Information START
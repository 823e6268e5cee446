use std::collections::HashSet;

use shared::review::{is_due, FlashcardFolder};
use shared::{Difficulty, Flashcard};
use studyflow_lib::Command;
use yew::prelude::*;

use crate::components::{ConfirmModal, PendingConfirm};
use crate::hooks::{use_study_store, StoreHandle};
use crate::utils;

fn difficulty_label(difficulty: Difficulty) -> &'static str {
    match difficulty {
        Difficulty::Easy => "Easy (4 days)",
        Difficulty::Medium => "Medium (2 days)",
        Difficulty::Hard => "Hard (today)",
    }
}

#[function_component(FlashcardsPage)]
pub fn flashcards_page() -> Html {
    let store = use_study_store();
    let label = use_state(String::new);
    let question = use_state(String::new);
    let answer = use_state(String::new);
    let open_folders = use_state(HashSet::<String>::new);
    let pending = use_state(|| None::<PendingConfirm>);
    let Some(store) = store else {
        return html! {};
    };

    let today = utils::today();
    let folders = store.store.folders(today);
    let due = store.store.due_count(today);

    let bind = |state: &UseStateHandle<String>| {
        let state = state.clone();
        Callback::from(move |e: InputEvent| {
            let input: web_sys::HtmlInputElement = e.target_unchecked_into();
            state.set(input.value());
        })
    };
    let on_label = bind(&label);
    let on_answer = bind(&answer);
    let on_question = {
        let question = question.clone();
        Callback::from(move |e: InputEvent| {
            let area: web_sys::HtmlTextAreaElement = e.target_unchecked_into();
            question.set(area.value());
        })
    };

    let on_create = {
        let store = store.clone();
        let label = label.clone();
        let question = question.clone();
        let answer = answer.clone();
        Callback::from(move |e: SubmitEvent| {
            e.prevent_default();
            // The label stays so several cards can be filed in a row
            let clear = {
                let question = question.clone();
                let answer = answer.clone();
                Callback::from(move |_| {
                    question.set(String::new());
                    answer.set(String::new());
                })
            };
            store.send_then(
                Command::CreateFlashcard {
                    label: (*label).clone(),
                    question: (*question).clone(),
                    answer: (*answer).clone(),
                },
                clear,
            );
        })
    };

    let on_toggle_folder = {
        let open_folders = open_folders.clone();
        Callback::from(move |label: String| {
            let mut next = (*open_folders).clone();
            if !next.remove(&label) {
                next.insert(label);
            }
            open_folders.set(next);
        })
    };

    let ask = {
        let pending = pending.clone();
        Callback::from(move |confirm: PendingConfirm| pending.set(Some(confirm)))
    };
    let close = {
        let pending = pending.clone();
        Callback::from(move |_| pending.set(None))
    };

    html! {
        <section class="flashcards-page">
            <header class="page-header">
                <h2>{ "Flashcards" }</h2>
                <span class={classes!("due-count", (due > 0).then_some("has-due"))}>
                    { format!("{} due today", due) }
                </span>
            </header>

            <form class="card-form" onsubmit={on_create}>
                <input
                    type="text"
                    placeholder="Label (folder)"
                    value={(*label).clone()}
                    oninput={on_label}
                />
                <textarea
                    placeholder="Question"
                    value={(*question).clone()}
                    oninput={on_question}
                />
                <input
                    type="text"
                    placeholder="Answer"
                    value={(*answer).clone()}
                    oninput={on_answer}
                />
                <button type="submit" class="primary">{ "Add card" }</button>
            </form>

            <div class="folder-list">
                { for folders.into_iter().map(|folder| {
                    let open = open_folders.contains(&folder.label);
                    let key = folder.label.clone();
                    html! {
                        <FolderView
                            key={key}
                            folder={folder}
                            open={open}
                            store={store.clone()}
                            on_toggle={on_toggle_folder.clone()}
                            on_ask={ask.clone()}
                        />
                    }
                }) }
            </div>

            if let Some(confirm) = &*pending {
                <ConfirmModal pending={confirm.clone()} on_close={close} />
            }
        </section>
    }
}

#[derive(Properties, PartialEq)]
struct FolderViewProps {
    folder: FlashcardFolder,
    open: bool,
    store: StoreHandle,
    on_toggle: Callback<String>,
    on_ask: Callback<PendingConfirm>,
}

#[function_component(FolderView)]
fn folder_view(props: &FolderViewProps) -> Html {
    let folder = &props.folder;
    let today = utils::today();

    let on_header = {
        let on_toggle = props.on_toggle.clone();
        let label = folder.label.clone();
        Callback::from(move |_: MouseEvent| on_toggle.emit(label.clone()))
    };

    let on_delete = {
        let store = props.store.clone();
        let on_ask = props.on_ask.clone();
        let label = folder.label.clone();
        let count = folder.cards.len();
        Callback::from(move |e: MouseEvent| {
            e.stop_propagation();
            let store = store.clone();
            let target = label.clone();
            on_ask.emit(PendingConfirm::new(
                format!("Delete the folder \"{}\" and its {} card(s)?", label, count),
                Callback::from(move |_| {
                    store.send(Command::DeleteFlashcardFolder {
                        label: target.clone(),
                    })
                }),
            ));
        })
    };

    html! {
        <div class={classes!("folder", folder.pending.then_some("pending"))}>
            <header class="folder-header" onclick={on_header}>
                <span class="chevron">{ if props.open { "▾" } else { "▸" } }</span>
                <h3>{ &folder.label }</h3>
                <span class="card-count">
                    { format!("{} card(s), {} due", folder.cards.len(), folder.due_count(today)) }
                </span>
                if folder.pending {
                    <span class="pending-badge">{ "Review pending" }</span>
                }
                <button class="delete-button" onclick={on_delete}>{ "Delete folder" }</button>
            </header>
            if props.open {
                <ul class="card-list">
                    { for folder.cards.iter().map(|card| html! {
                        <CardView
                            key={card.id.to_string()}
                            card={card.clone()}
                            store={props.store.clone()}
                            on_ask={props.on_ask.clone()}
                        />
                    }) }
                </ul>
            }
        </div>
    }
}

#[derive(Properties, PartialEq)]
struct CardViewProps {
    card: Flashcard,
    store: StoreHandle,
    on_ask: Callback<PendingConfirm>,
}

#[function_component(CardView)]
fn card_view(props: &CardViewProps) -> Html {
    let revealed = use_state(|| false);
    let card = &props.card;
    let card_id = card.id;
    let today = utils::today();
    let due = is_due(card, today);

    let on_reveal = {
        let revealed = revealed.clone();
        Callback::from(move |_: MouseEvent| revealed.set(!*revealed))
    };

    let on_delete = {
        let store = props.store.clone();
        let on_ask = props.on_ask.clone();
        Callback::from(move |_: MouseEvent| {
            let store = store.clone();
            on_ask.emit(PendingConfirm::new(
                "Delete this flashcard?",
                Callback::from(move |_| store.send(Command::DeleteFlashcard { card_id })),
            ));
        })
    };

    let review_button = |difficulty: Difficulty| {
        let store = props.store.clone();
        let revealed = revealed.clone();
        let onclick = Callback::from(move |_: MouseEvent| {
            revealed.set(false);
            store.send(Command::ReviewFlashcard {
                card_id,
                difficulty,
                today: utils::today(),
            });
        });
        html! {
            <button class={classes!("review-button", difficulty.as_str())} {onclick}>
                { difficulty_label(difficulty) }
            </button>
        }
    };

    html! {
        <li class={classes!("flashcard", due.then_some("due"))}>
            <p class="question">{ &card.question }</p>
            if *revealed {
                <p class="answer">{ &card.answer }</p>
                <div class="review-actions">
                    { for Difficulty::ALL.into_iter().map(review_button) }
                </div>
            } else {
                <button class="reveal-button" onclick={on_reveal.clone()}>{ "Show answer" }</button>
            }
            <footer class="card-footer">
                <span class="next-review">
                    { match card.next_review {
                        Some(date) if !due => format!("Next review {}", utils::format_date(date)),
                        _ => "Due now".to_string(),
                    } }
                </span>
                if *revealed {
                    <button class="link-button" onclick={on_reveal}>{ "Hide" }</button>
                }
                <button class="delete-button small" onclick={on_delete}>{ "Delete" }</button>
            </footer>
        </li>
    }
}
Information END
About this task :: Give back the listing above exactly as written.

Answer for the task ::
repository 823e6268e5cee446
use std::collections::HashSet;

use shared::review::{is_due, FlashcardFolder};
use shared::{Difficulty, Flashcard};
use studyflow_lib::Command;
use yew::prelude::*;

use crate::components::{ConfirmModal, PendingConfirm};
use crate::hooks::{use_study_store, StoreHandle};
use crate::utils;

fn difficulty_label(difficulty: Difficulty) -> &'static str {
    match difficulty {
        Difficulty::Easy => "Easy (4 days)",
        Difficulty::Medium => "Medium (2 days)",
        Difficulty::Hard => "Hard (today)",
    }
}

#[function_component(FlashcardsPage)]
pub fn flashcards_page() -> Html {
    let store = use_study_store();
    let label = use_state(String::new);
    let question = use_state(String::new);
    let answer = use_state(String::new);
    let open_folders = use_state(HashSet::<String>::new);
    let pending = use_state(|| None::<PendingConfirm>);
    let Some(store) = store else {
        return html! {};
    };

    let today = utils::today();
    let folders = store.store.folders(today);
    let due = store.store.due_count(today);

    let bind = |state: &UseStateHandle<String>| {
        let state = state.clone();
        Callback::from(move |e: InputEvent| {
            let input: web_sys::HtmlInputElement = e.target_unchecked_into();
            state.set(input.value());
        })
    };
    let on_label = bind(&label);
    let on_answer = bind(&answer);
    let on_question = {
        let question = question.clone();
        Callback::from(move |e: InputEvent| {
            let area: web_sys::HtmlTextAreaElement = e.target_unchecked_into();
            question.set(area.value());
        })
    };

    let on_create = {
        let store = store.clone();
        let label = label.clone();
        let question = question.clone();
        let answer = answer.clone();
        Callback::from(move |e: SubmitEvent| {
            e.prevent_default();
            // The label stays so several cards can be filed in a row
            let clear = {
                let question = question.clone();
                let answer = answer.clone();
                Callback::from(move |_| {
                    question.set(String::new());
                    answer.set(String::new());
                })
            };
            store.send_then(
                Command::CreateFlashcard {
                    label: (*label).clone(),
                    question: (*question).clone(),
                    answer: (*answer).clone(),
                },
                clear,
            );
        })
    };

    let on_toggle_folder = {
        let open_folders = open_folders.clone();
        Callback::from(move |label: String| {
            let mut next = (*open_folders).clone();
            if !next.remove(&label) {
                next.insert(label);
            }
            open_folders.set(next);
        })
    };

    let ask = {
        let pending = pending.clone();
        Callback::from(move |confirm: PendingConfirm| pending.set(Some(confirm)))
    };
    let close = {
        let pending = pending.clone();
        Callback::from(move |_| pending.set(None))
    };

    html! {
        <section class="flashcards-page">
            <header class="page-header">
                <h2>{ "Flashcards" }</h2>
                <span class={classes!("due-count", (due > 0).then_some("has-due"))}>
                    { format!("{} due today", due) }
                </span>
            </header>

            <form class="card-form" onsubmit={on_create}>
                <input
                    type="text"
                    placeholder="Label (folder)"
                    value={(*label).clone()}
                    oninput={on_label}
                />
                <textarea
                    placeholder="Question"
                    value={(*question).clone()}
                    oninput={on_question}
                />
                <input
                    type="text"
                    placeholder="Answer"
                    value={(*answer).clone()}
                    oninput={on_answer}
                />
                <button type="submit" class="primary">{ "Add card" }</button>
            </form>

            <div class="folder-list">
                { for folders.into_iter().map(|folder| {
                    let open = open_folders.contains(&folder.label);
                    let key = folder.label.clone();
                    html! {
                        <FolderView
                            key={key}
                            folder={folder}
                            open={open}
                            store={store.clone()}
                            on_toggle={on_toggle_folder.clone()}
                            on_ask={ask.clone()}
                        />
                    }
                }) }
            </div>

            if let Some(confirm) = &*pending {
                <ConfirmModal pending={confirm.clone()} on_close={close} />
            }
        </section>
    }
}

#[derive(Properties, PartialEq)]
struct FolderViewProps {
    folder: FlashcardFolder,
    open: bool,
    store: StoreHandle,
    on_toggle: Callback<String>,
    on_ask: Callback<PendingConfirm>,
}

#[function_component(FolderView)]
fn folder_view(props: &FolderViewProps) -> Html {
    let folder = &props.folder;
    let today = utils::today();

    let on_header = {
        let on_toggle = props.on_toggle.clone();
        let label = folder.label.clone();
        Callback::from(move |_: MouseEvent| on_toggle.emit(label.clone()))
    };

    let on_delete = {
        let store = props.store.clone();
        let on_ask = props.on_ask.clone();
        let label = folder.label.clone();
        let count = folder.cards.len();
        Callback::from(move |e: MouseEvent| {
            e.stop_propagation();
            let store = store.clone();
            let target = label.clone();
            on_ask.emit(PendingConfirm::new(
                format!("Delete the folder \"{}\" and its {} card(s)?", label, count),
                Callback::from(move |_| {
                    store.send(Command::DeleteFlashcardFolder {
                        label: target.clone(),
                    })
                }),
            ));
        })
    };

    html! {
        <div class={classes!("folder", folder.pending.then_some("pending"))}>
            <header class="folder-header" onclick={on_header}>
                <span class="chevron">{ if props.open { "▾" } else { "▸" } }</span>
                <h3>{ &folder.label }</h3>
                <span class="card-count">
                    { format!("{} card(s), {} due", folder.cards.len(), folder.due_count(today)) }
                </span>
                if folder.pending {
                    <span class="pending-badge">{ "Review pending" }</span>
                }
                <button class="delete-button" onclick={on_delete}>{ "Delete folder" }</button>
            </header>
            if props.open {
                <ul class="card-list">
                    { for folder.cards.iter().map(|card| html! {
                        <CardView
                            key={card.id.to_string()}
                            card={card.clone()}
                            store={props.store.clone()}
                            on_ask={props.on_ask.clone()}
                        />
                    }) }
                </ul>
            }
        </div>
    }
}

#[derive(Properties, PartialEq)]
struct CardViewProps {
    card: Flashcard,
    store: StoreHandle,
    on_ask: Callback<PendingConfirm>,
}

#[function_component(CardView)]
fn card_view(props: &CardViewProps) -> Html {
    let revealed = use_state(|| false);
    let card = &props.card;
    let card_id = card.id;
    let today = utils::today();
    let due = is_due(card, today);

    let on_reveal = {
        let revealed = revealed.clone();
        Callback::from(move |_: MouseEvent| revealed.set(!*revealed))
    };

    let on_delete = {
        let store = props.store.clone();
        let on_ask = props.on_ask.clone();
        Callback::from(move |_: MouseEvent| {
            let store = store.clone();
            on_ask.emit(PendingConfirm::new(
                "Delete this flashcard?",
                Callback::from(move |_| store.send(Command::DeleteFlashcard { card_id })),
            ));
        })
    };

    let review_button = |difficulty: Difficulty| {
        let store = props.store.clone();
        let revealed = revealed.clone();
        let onclick = Callback::from(move |_: MouseEvent| {
            revealed.set(false);
            store.send(Command::ReviewFlashcard {
                card_id,
                difficulty,
                today: utils::today(),
            });
        });
        html! {
            <button class={classes!("review-button", difficulty.as_str())} {onclick}>
                { difficulty_label(difficulty) }
            </button>
        }
    };

    html! {
        <li class={classes!("flashcard", due.then_some("due"))}>
            <p class="question">{ &card.question }</p>
            if *revealed {
                <p class="answer">{ &card.answer }</p>
                <div class="review-actions">
                    { for Difficulty::ALL.into_iter().map(review_button) }
                </div>
            } else {
                <button class="reveal-button" onclick={on_reveal.clone()}>{ "Show answer" }</button>
            }
            <footer class="card-footer">
                <span class="next-review">
                    { match card.next_review {
                        Some(date) if !due => format!("Next review {}", utils::format_date(date)),
                        _ => "Due now".to_string(),
                    } }
                </span>
                if *revealed {
                    <button class="link-button" onclick={on_reveal}>{ "Hide" }</button>
                }
                <button class="delete-button small" onclick={on_delete}>{ "Delete" }</button>
            </footer>
        </li>
    }
}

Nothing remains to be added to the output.